I’ve never asked why it’s called the Longhorn, but the building seems to have been architected to simulate longhorns with the roof. Who knows if the building or the name came first?
It’s been around since the 50’s and the minute you look at it, you know it. This is true both outside and in. It’s possible the counter and stools have not been replaced since the restaurant was originally opened.
But that’s part of its charm.
Its real charm, though, is the wait staff. It only took going in there twice in one week before they started looking up, smiling and saying, “Hey, Guys!” when we walked in the door. By our fourth visit, 2 servers had our “usual” pretty much down. There’s nothing like having someone remember you, look happy to see you, and manage to remember even part of what you like to eat considering how many people these ladies serve every day.
When you’re in the mood for a down-home, greasy-spoon, fill-you-up kind of breakfast, the Longhorn is top notch.
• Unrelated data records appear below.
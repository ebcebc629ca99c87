//! Typed record constructors.
//!
//! Every kind has its own input struct; [`RecordInput`] is the closed union
//! over all seven. A [`Recorder`] runs the shared pipeline:
//!
//! ```text
//! validate ─▶ render text ─▶ score ─▶ store insert ─▶ embed ─▶ index add
//!                                         (durable)     (best effort)
//! ```
//!
//! [`ConversationManager`] and [`KnowledgeManager`] are the per-section
//! front doors.

mod conversation;
mod knowledge;

pub use conversation::ConversationManager;
pub use knowledge::KnowledgeManager;

use std::path::Path;
use std::sync::atomic::{AtomicUsize, Ordering};
use std::time::Duration;

use cairn_embed::SharedEmbedder;
use parking_lot::Mutex;
use serde::{Deserialize, Serialize};
use tracing::{debug, warn};

use crate::error::Result;
use crate::quality::{self, TOOL_FAILED_MARKER};
use crate::store::{NewRecord, RecordStore};
use crate::types::{Record, RecordKind, topic_set};
use crate::validation::{
    ValidationError, validate_optional, validate_required, validate_session_id, validate_topic,
    validate_turn, validate_unit_score,
};
use crate::vector::VectorIndex;

/// Confidence assigned to knowledge records that don't state one.
pub const DEFAULT_CONFIDENCE: f32 = 0.7;

/// Longest tool input or output kept in a rendered tool-use record.
pub const MAX_TOOL_FIELD_CHARS: usize = 2000;

// ─────────────────────────────────────────────────────────────────────────────
// Origin
// ─────────────────────────────────────────────────────────────────────────────

/// Where a record came from: session, turn, tags and attribution.
#[derive(Debug, Clone, Default, Serialize, Deserialize)]
pub struct Origin {
    pub session_id: String,
    /// Signed so that out-of-range values from callers are rejected, not wrapped.
    #[serde(default)]
    pub turn: i64,
    #[serde(default)]
    pub topics: Vec<String>,
    #[serde(default)]
    pub agent_role: Option<String>,
}

impl Origin {
    pub fn new(session_id: impl Into<String>, turn: i64) -> Self {
        Self {
            session_id: session_id.into(),
            turn,
            topics: Vec::new(),
            agent_role: None,
        }
    }

    pub fn with_topics<I, S>(mut self, topics: I) -> Self
    where
        I: IntoIterator<Item = S>,
        S: Into<String>,
    {
        self.topics = topics.into_iter().map(Into::into).collect();
        self
    }

    pub fn with_agent_role(mut self, role: impl Into<String>) -> Self {
        self.agent_role = Some(role.into());
        self
    }

    /// Validate and return the narrowed turn.
    fn validate(&self) -> std::result::Result<u32, ValidationError> {
        validate_session_id(&self.session_id)?;
        let turn = validate_turn(self.turn)?;
        for topic in &self.topics {
            validate_topic(topic)?;
        }
        validate_optional("agent_role", self.agent_role.as_deref())?;
        Ok(turn)
    }
}

// ─────────────────────────────────────────────────────────────────────────────
// Typed Inputs
// ─────────────────────────────────────────────────────────────────────────────

/// A user or assistant turn.
#[derive(Debug, Clone, Serialize, Deserialize)]
pub struct MessageInput {
    pub text: String,
}

/// One tool invocation.
#[derive(Debug, Clone, Serialize, Deserialize)]
pub struct ToolUseInput {
    pub tool_name: String,
    #[serde(default)]
    pub input: serde_json::Value,
    #[serde(default)]
    pub output: Option<String>,
    #[serde(default = "default_true")]
    pub success: bool,
    #[serde(default)]
    pub error: Option<String>,
}

fn default_true() -> bool {
    true
}

impl ToolUseInput {
    pub fn new(tool_name: impl Into<String>, input: serde_json::Value) -> Self {
        Self {
            tool_name: tool_name.into(),
            input,
            output: None,
            success: true,
            error: None,
        }
    }

    pub fn with_output(mut self, output: impl Into<String>) -> Self {
        self.output = Some(output.into());
        self
    }

    /// Mark the invocation failed with an error message.
    pub fn failed(mut self, error: impl Into<String>) -> Self {
        self.success = false;
        self.error = Some(error.into());
        self
    }

    fn is_failure(&self) -> bool {
        !self.success || self.error.is_some()
    }
}
//! CLI command handlers.

use std::path::PathBuf;
use std::time::Duration;

use anyhow::Result;
use cairn_config::CairnConfig;
use cairn_embed::{EmbedderSpec, SharedEmbedder, build_embedder};
use cairn_memory::{ContextOptions, MemoryContext};
use tracing::warn;

pub mod context;
pub mod hook;
pub mod reconcile;
pub mod search;
pub mod stats;

/// Timeout for a single request to a network embedder.
const EMBED_REQUEST_TIMEOUT: Duration = Duration::from_secs(10);

/// Shared context for all commands.
#[derive(Debug, Clone)]
pub struct Context {
    /// Output as JSON for scripting.
    pub json_output: bool,
    /// Verbose output enabled.
    pub verbose: bool,
    /// Store directory given on the command line.
    pub store_override: Option<PathBuf>,
    /// Merged configuration.
    pub config: CairnConfig,
}

impl Context {
    /// Discover and merge configuration.
    ///
    /// A config that fails to load falls back to defaults with a warning;
    /// the hook must keep working on a broken config file.
    pub fn load(json_output: bool, verbose: bool, store_override: Option<PathBuf>) -> Self {
        let config = match cairn_config::load_config(None) {
            Ok(loaded) => {
                for warning in &loaded.warnings {
                    warn!(warning = %warning, "config warning");
                }
                loaded.config
            }
            Err(e) => {
                warn!(error = %e, "failed to load config, using defaults");
                CairnConfig::new()
            }
        };

        Self {
            json_output,
            verbose,
            store_override,
            config,
        }
    }

    /// The effective store directory.
    pub fn store_dir(&self) -> PathBuf {
        self.store_override
            .clone()
            .unwrap_or_else(|| self.config.store().effective_path())
    }

    /// Memory options derived from `[store]` and `[context]`.
    pub fn options(&self) -> ContextOptions {
        let store = self.config.store();
        let context = self.config.context();

        let mut options = ContextOptions::new(self.store_dir())
            .with_lock_timeout(store.lock_timeout())
            .with_index_flush_every(store.index_flush_every)
            .with_default_max_tokens(context.default_max_tokens);
        if let Some(min_quality) = context.min_quality {
            options = options.with_min_quality(min_quality);
        }
        options
    }

    /// Build the embedder described by `[embedding]`.
    pub fn embedder(&self) -> Result<SharedEmbedder> {
        let embedding = self.config.embedding();
        let openai = embedding.openai.clone().unwrap_or_default();

        let spec = EmbedderSpec {
            provider: embedding.provider.as_str().to_string(),
            dimensions: Some(embedding.effective_dimensions()),
            openai_api_key: embedding.resolve_openai_api_key(),
            openai_model: Some(openai.model),
            openai_base_url: openai.base_url,
            timeout: Some(EMBED_REQUEST_TIMEOUT),
        };
        Ok(build_embedder(&spec)?)
    }

    /// Open the memory context and reconcile the vector index.
    pub async fn open(&self) -> Result<MemoryContext> {
        Ok(MemoryContext::open(self.options(), self.embedder()?).await?)
    }

    /// Open the memory context without touching the embedder.
    pub fn open_without_reconcile(&self) -> Result<MemoryContext> {
        Ok(MemoryContext::open_without_reconcile(
            self.options(),
            self.embedder()?,
        )?)
    }
}

/// Truncate to `max` characters on a char boundary, flattening newlines.
pub fn truncate(s: &str, max: usize) -> String {
    let flat: String = s
        .chars()
        .map(|c| if c == '\n' { ' ' } else { c })
        .collect();
    if flat.chars().count() <= max {
        flat
    } else {
        let cut: String = flat.chars().take(max.saturating_sub(3)).collect();
        format!("{cut}...")
    }
}

#[cfg(test)]
mod tests {
    use super::*;

    #[test]
    fn test_truncate() {
        assert_eq!(truncate("short", 10), "short");
        assert_eq!(truncate("line one\nline two", 40), "line one line two");
        assert_eq!(truncate("abcdefghij", 6), "abc...");
        assert_eq!(truncate("héllo wörld", 8), "héllo...");
    }
}
/// Outcome of [`VectorIndex::reconcile`].
#[derive(Debug, Clone, Default, PartialEq, Eq)]
pub struct ReconcileReport {
    /// Vectors (re)computed for records that lacked one.
    pub embedded: usize,
    /// Orphan vectors dropped.
    pub removed: usize,
    /// Records still without a vector (embedder failed part-way).
    pub pending: usize,
    /// Set when the whole index was discarded for a provenance mismatch.
    pub rebuilt: Option<IndexInconsistency>,
    /// Embedder error that stopped reconciliation early.
    pub error: Option<String>,
}

impl ReconcileReport {
    /// Total repairs performed.
    pub fn repairs(&self) -> usize {
        self.embedded + self.removed
    }

    pub(crate) fn log(&self) {
        if self.repairs() > 0 || self.pending > 0 {
            info!(
                embedded = self.embedded,
                removed = self.removed,
                pending = self.pending,
                "Reconciled vector index"
            );
        }
    }
}

// ─────────────────────────────────────────────────────────────────────────────
// On-disk Format
// ─────────────────────────────────────────────────────────────────────────────

#[derive(Debug, Serialize, Deserialize)]
struct IndexFile {
    version: u32,
    provider: String,
    dimensions: usize,
    entries: Vec<IndexEntry>,
}

#[derive(Debug, Serialize, Deserialize)]
struct IndexEntry {
    record_id: RecordId,
    vector: Vec<f32>,
}

fn read_index_file(path: &Path) -> std::result::Result<IndexFile, IndexInconsistency> {
    let contents = match std::fs::read(path) {
        Ok(bytes) => bytes,
        Err(e) if e.kind() == std::io::ErrorKind::NotFound => {
            return Err(IndexInconsistency::Missing);
        }
        Err(e) => return Err(IndexInconsistency::Corrupt(e.to_string())),
    };
    let file: IndexFile = serde_json::from_slice(&contents)
        .map_err(|e| IndexInconsistency::Corrupt(e.to_string()))?;
    if file.version != INDEX_VERSION {
        return Err(IndexInconsistency::UnsupportedVersion(file.version));
    }
    Ok(file)
}

// ─────────────────────────────────────────────────────────────────────────────
// Vector Index
// ─────────────────────────────────────────────────────────────────────────────

/// In-memory vector index with exact cosine search.
#[derive(Debug, Clone)]
pub struct VectorIndex {
    dimensions: usize,
    provider: String,
    entries: HashMap<RecordId, Vec<f32>>,
    /// Ids removed since the last persist, so a merge does not resurrect them.
    removed: HashSet<RecordId>,
    dirty: bool,
}

impl VectorIndex {
    /// Create an empty index for vectors from `provider`.
    pub fn new(dimensions: usize, provider: impl Into<String>) -> Self {
        Self {
            dimensions,
            provider: provider.into(),
            entries: HashMap::new(),
            removed: HashSet::new(),
            dirty: false,
        }
    }

    /// Path of the index file in a store directory.
    pub fn file_path(dir: &Path) -> PathBuf {
        dir.join(INDEX_FILE)
    }

    /// Load the persisted index, falling back to an empty one.
    ///
    /// The second value explains why the file was not used; the caller heals
    /// it with [`reconcile`](Self::reconcile).
    pub fn load(
        dir: &Path,
        dimensions: usize,
        provider: &str,
    ) -> (Self, Option<IndexInconsistency>) {
        let mut index = Self::new(dimensions, provider);
        let file = match read_index_file(&Self::file_path(dir)) {
            Ok(file) => file,
            Err(reason) => {
                if reason != IndexInconsistency::Missing {
                    warn!(%reason, "Discarding persisted vector index");
                }
                return (index, Some(reason));
            }
        };

        if file.provider != provider {
            let reason = IndexInconsistency::ProviderMismatch {
                expected: provider.to_string(),
                found: file.provider,
            };
            warn!(%reason, "Discarding persisted vector index");
            return (index, Some(reason));
        }
        if file.dimensions != dimensions {
            let reason = IndexInconsistency::DimensionMismatch {
                expected: dimensions,
                found: file.dimensions,
            };
            warn!(%reason, "Discarding persisted vector index");
            return (index, Some(reason));
        }

        let mut invalid = 0usize;
        for entry in file.entries {
            if index.insert_vector(entry.record_id, entry.vector).is_err() {
                invalid += 1;
            }
        }
        if invalid > 0 {
            warn!(invalid, "Dropped invalid vectors from persisted index");
        }
        index.dirty = invalid > 0;

        debug!(vectors = index.len(), "Loaded vector index");
        (index, None)
    }

    /// Vector dimensionality.
    pub fn dimensions(&self) -> usize {
        self.dimensions
    }

    /// Name of the embedder that produced these vectors.
    pub fn provider(&self) -> &str {
        &self.provider
    }

    pub fn len(&self) -> usize {
        self.entries.len()
    }

    pub fn is_empty(&self) -> bool {
        self.entries.is_empty()
    }

    pub fn contains(&self, id: &RecordId) -> bool {
        self.entries.contains_key(id)
    }

    /// Whether there are changes not yet persisted.
    pub fn is_dirty(&self) -> bool {
        self.dirty
    }

    /// Add or replace the vector for a record.
    pub fn add(
        &mut self,
        id: RecordId,
        vector: Vec<f32>,
    ) -> std::result::Result<(), ValidationError> {
        self.insert_vector(id, vector)?;
        self.removed.remove(&id);
        self.dirty = true;
        Ok(())
    }

    fn insert_vector(
        &mut self,
        id: RecordId,
        mut vector: Vec<f32>,
    ) -> std::result::Result<(), ValidationError> {
        validate_embedding(&vector, self.dimensions)?;
        l2_normalize(&mut vector);
        self.entries.insert(id, vector);
        Ok(())
    }

    /// Remove a record's vector.
    pub fn remove(&mut self, id: &RecordId) -> bool {
        let existed = self.entries.remove(id).is_some();
        if existed {
            self.removed.insert(*id);
            self.dirty = true;
        }
        existed
    }

    /// Exact k-nearest-neighbour search.
    ///
    /// `filter` restricts the candidate set before ranking. Results are sorted
    /// by similarity descending, ties by record id.
    pub fn search(
        &self,
        query: &[f32],
        k: usize,
        filter: Option<&dyn Fn(&RecordId) -> bool>,
    ) -> Vec<SimilarityResult> {
        if k == 0 || query.len() != self.dimensions {
            return Vec::new();
        }

        let mut results: Vec<SimilarityResult> = self
            .entries
            .iter()
            .filter(|(id, _)| filter.is_none_or(|f| f(*id)))
            .map(|(id, vector)| SimilarityResult {
                record_id: *id,
                similarity: cosine_similarity(query, vector),
            })
            .collect();

        results.sort_by(|a, b| {
            b.similarity
                .total_cmp(&a.similarity)
                .then_with(|| a.record_id.cmp(&b.record_id))
        });
        results.truncate(k);
        results
    }

    /// Compare the index against the record store without changing it.
    pub fn check(&self, records: &[Record]) -> Option<IndexInconsistency> {
        let live: HashSet<RecordId> = records.iter().map(|r| r.id).collect();
        let missing = live.iter().filter(|id| !self.contains(id)).count();
        let orphaned = self.entries.keys().filter(|id| !live.contains(id)).count();
        (missing > 0 || orphaned > 0).then_some(IndexInconsistency::Diverged { missing, orphaned })
    }

    /// Bring the index in line with the record store.
    ///
    /// Drops vectors whose record no longer exists and embeds every record
    /// that lacks a vector, oldest first. If `embedder` is not the one this
    /// index was built with, everything is discarded and re-embedded. An
    /// embedder failure stops the pass and is reported, not raised: the
    /// remaining records are left for the next reconcile.
    pub async fn reconcile(
        &mut self,
        records: &[Record],
        embedder: &dyn Embedder,
    ) -> ReconcileReport {
        let mut report = self.prepare(records, embedder);

        let missing = self.missing(records);
        for batch in missing.chunks(RECONCILE_BATCH_SIZE) {
            let texts: Vec<&str> = batch.iter().map(|r| r.text.as_str()).collect();
            match embedder.embed_batch(&texts).await {
                Ok(vectors) => report.embedded += self.add_batch(batch, vectors),
                Err(e) => {
                    warn!(error = %e, "Embedding failed during reconcile, will retry next time");
                    report.error = Some(e.to_string());
                    break;
                }
            }
        }
        report.pending = missing.len() - report.embedded;

        report.log();
        report
    }

    /// The synchronous half of [`reconcile`](Self::reconcile): rebuild on a
    /// provenance mismatch and drop orphan vectors. Embeds nothing.
    pub fn prepare(&mut self, records: &[Record], embedder: &dyn Embedder) -> ReconcileReport {
        let mut report = ReconcileReport::default();

        if embedder.name() != self.provider {
            report.rebuilt = Some(IndexInconsistency::ProviderMismatch {
                expected: embedder.name().to_string(),
                found: self.provider.clone(),
            });
        } else if embedder.dimensions() != self.dimensions {
            report.rebuilt = Some(IndexInconsistency::DimensionMismatch {
                expected: embedder.dimensions(),
                found: self.dimensions,
            });
        }
        if let Some(reason) = &report.rebuilt {
            warn!(%reason, "Rebuilding vector index");
            report.removed = self.entries.len();
            *self = Self::new(embedder.dimensions(), embedder.name());
            self.dirty = true;
        }

        let live: HashSet<RecordId> = records.iter().map(|r| r.id).collect();
        let orphans: Vec<RecordId> = self
            .entries
            .keys()
            .filter(|id| !live.contains(id))
            .copied()
            .collect();
        for id in &orphans {
            self.remove(id);
        }
        report.removed += orphans.len();
        report
    }

    /// Records without a vector, oldest first.
    pub fn missing<'r>(&self, records: &'r [Record]) -> Vec<&'r Record> {
        let mut missing: Vec<&Record> = records.iter().filter(|r| !self.contains(&r.id)).collect();
        missing.sort_by(|a, b| a.created_at.cmp(&b.created_at).then(a.id.cmp(&b.id)));
        missing
    }

    /// Add the vectors embedded for `batch`, in order. Returns how many were
    /// accepted; records left without a usable vector stay missing.
    pub fn add_batch(&mut self, batch: &[&Record], vectors: Vec<Vec<f32>>) -> usize {
        if vectors.len() != batch.len() {
            warn!(
                expected = batch.len(),
                returned = vectors.len(),
                "Embedder returned the wrong number of vectors"
            );
        }

        let mut added = 0;
        for (record, vector) in batch.iter().zip(vectors) {
            match self.add(record.id, vector) {
                Ok(()) => added += 1,
                Err(e) => {
                    warn!(id = %record.id, error = %e, "Embedder returned an unusable vector");
                }
            }
        }
        added
    }

    /// Persist the index to `dir`, merging with whatever is on disk.
    ///
    /// Holds the store lock for the read-merge-write so concurrent processes
    /// never drop each other's vectors. The file is replaced atomically via
    /// rename.
    pub fn persist(&mut self, dir: &Path, lock_timeout: Duration) -> Result<()> {
        let _lock = StoreLock::acquire(dir, lock_timeout)?;
        let path = Self::file_path(dir);

        if let Ok(disk) = read_index_file(&path)
            && disk.provider == self.provider
            && disk.dimensions == self.dimensions
        {
            let mut merged = 0usize;
            for entry in disk.entries {
                if self.entries.contains_key(&entry.record_id)
                    || self.removed.contains(&entry.record_id)
                {
                    continue;
                }
                if self.insert_vector(entry.record_id, entry.vector).is_ok() {
                    merged += 1;
                }
            }
            if merged > 0 {
                debug!(merged, "Merged vectors written by another process");
            }
        }

        let mut entries: Vec<IndexEntry> = self
            .entries
            .iter()
            .map(|(id, vector)| IndexEntry {
                record_id: *id,
                vector: vector.clone(),
            })
            .collect();
        entries.sort_by(|a, b| a.record_id.cmp(&b.record_id));
        let file = IndexFile {
            version: INDEX_VERSION,
            provider: self.provider.clone(),
            dimensions: self.dimensions,
            entries,
        };

        let bytes = serde_json::to_vec(&file)?;
        let tmp = path.with_extension("json.tmp");
        let write_tmp = || -> std::io::Result<()> {
            let mut f = std::fs::File::create(&tmp)?;
            f.write_all(&bytes)?;
            f.sync_all()
        };
        write_tmp().map_err(MemoryError::storage(&tmp))?;
        std::fs::rename(&tmp, &path).map_err(MemoryError::storage(&path))?;

        self.removed.clear();
        self.dirty = false;
        debug!(vectors = self.len(), path = %path.display(), "Persisted vector index");
        Ok(())
    }
}
//! Config discovery: the user file, then `./cairn.toml` on top of it.
//!
//! The user file is `$CAIRN_CONFIG_DIR/config.toml` when that variable is
//! set, else `config.toml` under the platform config dir.

use std::path::{Path, PathBuf};

use tracing::debug;

use crate::{CairnConfig, ConfigError, Result};

const PROJECT_FILE: &str = "cairn.toml";
const USER_FILE: &str = "config.toml";
const CONFIG_DIR_ENV: &str = "CAIRN_CONFIG_DIR";

/// A merged config and what went into it.
#[derive(Debug, Clone)]
pub struct LoadedConfig {
    pub config: CairnConfig,
    /// Files that were merged, lowest precedence first.
    pub loaded: Vec<PathBuf>,
    /// Problems that did not stop the load.
    pub warnings: Vec<String>,
}

/// Discover and merge config for the current directory.
///
/// A malformed layer never fails the load: hooks must keep working with
/// defaults, so the problem is reported through `warnings` instead. Layers
/// that parse but combine into an invalid config are an error.
pub fn load_config(project_dir: Option<&Path>) -> Result<LoadedConfig> {
    load_config_with_options(project_dir, None)
}

/// Like [`load_config`], with `config_dir` replacing the user config dir.
pub fn load_config_with_options(
    project_dir: Option<&Path>,
    config_dir: Option<&Path>,
) -> Result<LoadedConfig> {
    let user_file = config_dir
        .map(Path::to_path_buf)
        .or_else(xdg_config_dir)
        .map(|dir| dir.join(USER_FILE));
    let project_file = project_dir.unwrap_or(Path::new(".")).join(PROJECT_FILE);

    let mut loaded = LoadedConfig {
        config: CairnConfig::new(),
        loaded: Vec::new(),
        warnings: Vec::new(),
    };
    for path in user_file.into_iter().chain([project_file]) {
        if !path.is_file() {
            continue;
        }
        match read_layer(&path) {
            Ok(layer) => {
                debug!(path = %path.display(), "Merged config layer");
                loaded.config.merge(layer);
                loaded.loaded.push(path);
            }
            Err(e) => loaded
                .warnings
                .push(format!("Failed to load {}: {}", path.display(), e)),
        }
    }

    if loaded
        .config
        .embedding
        .as_ref()
        .is_some_and(|e| e.has_plaintext_api_key())
    {
        loaded.warnings.push(
            "[embedding.openai] contains a plaintext API key. \
             Consider the OPENAI_API_KEY environment variable instead."
                .to_string(),
        );
    }

    // Each layer is range-checked on parse; rules spanning sections only
    // make sense once the layers are merged.
    loaded.config.validate()?;
    Ok(loaded)
}

/// The user config directory.
pub fn xdg_config_dir() -> Option<PathBuf> {
    match std::env::var(CONFIG_DIR_ENV) {
        Ok(dir) if !dir.is_empty() => Some(PathBuf::from(dir)),
        _ => dirs::config_dir().map(|d| d.join("cairn")),
    }
}

fn read_layer(path: &Path) -> Result<CairnConfig> {
    let contents = std::fs::read_to_string(path).map_err(|source| ConfigError::ReadFile {
        path: path.display().to_string(),
        source,
    })?;
    CairnConfig::from_toml(&contents)
}

// ─────────────────────────────────────────────────────────────────────────────
// Tests
// ─────────────────────────────────────────────────────────────────────────────

#[cfg(test)]
mod tests {
    use super::*;
    use std::fs;
    use tempfile::TempDir;

    #[test]
    fn test_read_layer() {
        let dir = TempDir::new().unwrap();
        let path = dir.path().join("config.toml");
        fs::write(&path, "[hook]\ndeadline_ms = 750\n").unwrap();

        let config = read_layer(&path).unwrap();
        assert_eq!(config.hook().deadline_ms, 750);
    }

    #[test]
    fn test_read_layer_not_found() {
        let err = read_layer(Path::new("/nonexistent/config.toml")).unwrap_err();
        assert!(matches!(err, ConfigError::ReadFile { .. }));
    }

    #[test]
    fn test_load_config_invalid_toml() {
        let dir = TempDir::new().unwrap();
        let path = dir.path().join("config.toml");
        fs::write(&path, "this is not valid toml {{{{").unwrap();

        let err = read_layer(&path).unwrap_err();
        assert!(matches!(err, ConfigError::Parse(_)));
    }

    #[test]
    fn test_load_config_no_files() {
        let dir = TempDir::new().unwrap();
        let empty_config_dir = TempDir::new().unwrap();
        let loaded =
            load_config_with_options(Some(dir.path()), Some(empty_config_dir.path())).unwrap();
        assert!(loaded.config.store.is_none());
        assert!(loaded.loaded.is_empty());
    }

    #[test]
    fn test_load_config_layered_merge() {
        let user_dir = TempDir::new().unwrap();
        let project_dir = TempDir::new().unwrap();

        fs::write(
            user_dir.path().join("config.toml"),
            r#"
[hook]
deadline_ms = 4000

[context]
default_max_tokens = 2000
"#,
        )
        .unwrap();
        fs::write(
            project_dir.path().join("cairn.toml"),
            r#"
[context]
default_max_tokens = 9000
"#,
        )
        .unwrap();

        let loaded =
            load_config_with_options(Some(project_dir.path()), Some(user_dir.path())).unwrap();

        // Project-local overrides user config, untouched sections survive
        assert_eq!(loaded.config.context().default_max_tokens, 9000);
        assert_eq!(loaded.config.hook().deadline_ms, 4000);
        assert_eq!(loaded.loaded.len(), 2);
    }

    #[test]
    fn test_malformed_config_warns_but_continues() {
        let dir = TempDir::new().unwrap();
        let empty_config_dir = TempDir::new().unwrap();
        fs::write(dir.path().join("cairn.toml"), "not valid toml {{{{").unwrap();

        let loaded =
            load_config_with_options(Some(dir.path()), Some(empty_config_dir.path())).unwrap();
        assert!(!loaded.warnings.is_empty());
        assert!(loaded.warnings[0].contains("Failed to load"));
        assert!(loaded.loaded.is_empty());
    }

    #[test]
    fn test_plaintext_key_warning() {
        let dir = TempDir::new().unwrap();
        let empty_config_dir = TempDir::new().unwrap();
        fs::write(
            dir.path().join("cairn.toml"),
            r#"
[embedding]
provider = "openai"

[embedding.openai]
api_key = "sk-secret"
"#,
        )
        .unwrap();

        let loaded =
            load_config_with_options(Some(dir.path()), Some(empty_config_dir.path())).unwrap();
        assert_eq!(loaded.warnings.len(), 1);
        assert!(loaded.warnings[0].contains("plaintext"));
    }

    #[test]
    fn test_layers_combining_into_short_deadline_are_rejected() {
        let user_dir = TempDir::new().unwrap();
        let project_dir = TempDir::new().unwrap();
        fs::write(
            user_dir.path().join("config.toml"),
            "[store]\nlock_timeout_ms = 5000\n",
        )
        .unwrap();
        fs::write(
            project_dir.path().join("cairn.toml"),
            "[hook]\ndeadline_ms = 3000\n",
        )
        .unwrap();

        let err = load_config_with_options(Some(project_dir.path()), Some(user_dir.path()))
            .unwrap_err();
        assert!(err.to_string().contains("hook.deadline_ms"));
    }
}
If you’re trying to lose weight, don’t go there.
But, if you’re in the mood for eggs, they’ll be cooked to order perfectly (assuming you know what you’re ordering–I’ve heard people complain about over-easy eggs being runny, someday they’ll figure it out). The “scattered tatters” are crispy, traditional hash browns (shredded potatoes, fried) and are always tasty.
The bacon is usually perfect, but can be a little overly crispy if you get there at the wrong time. But whatever you order, prepare yourself for grease. There’s a lot of it.
Unless you order pancakes. The pancakes are awesome and not greasy. But don’t expect anything fancy like real butter or genuine maple syrup here–this is a place that pays tribute to its 50’s heritage with whipped margarine served in a cup and corn syrup with maple flavoring.
This is the kind of place you go when you feel like being low maintenance.
When you walk in the door and Sandy and Terry pause in the middle of slinging food because they’re genuinely glad to see you, you remember there are more important things in life than having real butter.
I love the food. For better or worse, it’s comfort food to me. But what keeps me coming faithfully back is the sense of belonging to a community of regulars. We update one another on weekend events, discuss what haircuts will look best on me, the server, or someone sitting down the counter. We trade barbs and tease one another. When people are waiting, we scoot down to make space.
It’s a nice place to eat.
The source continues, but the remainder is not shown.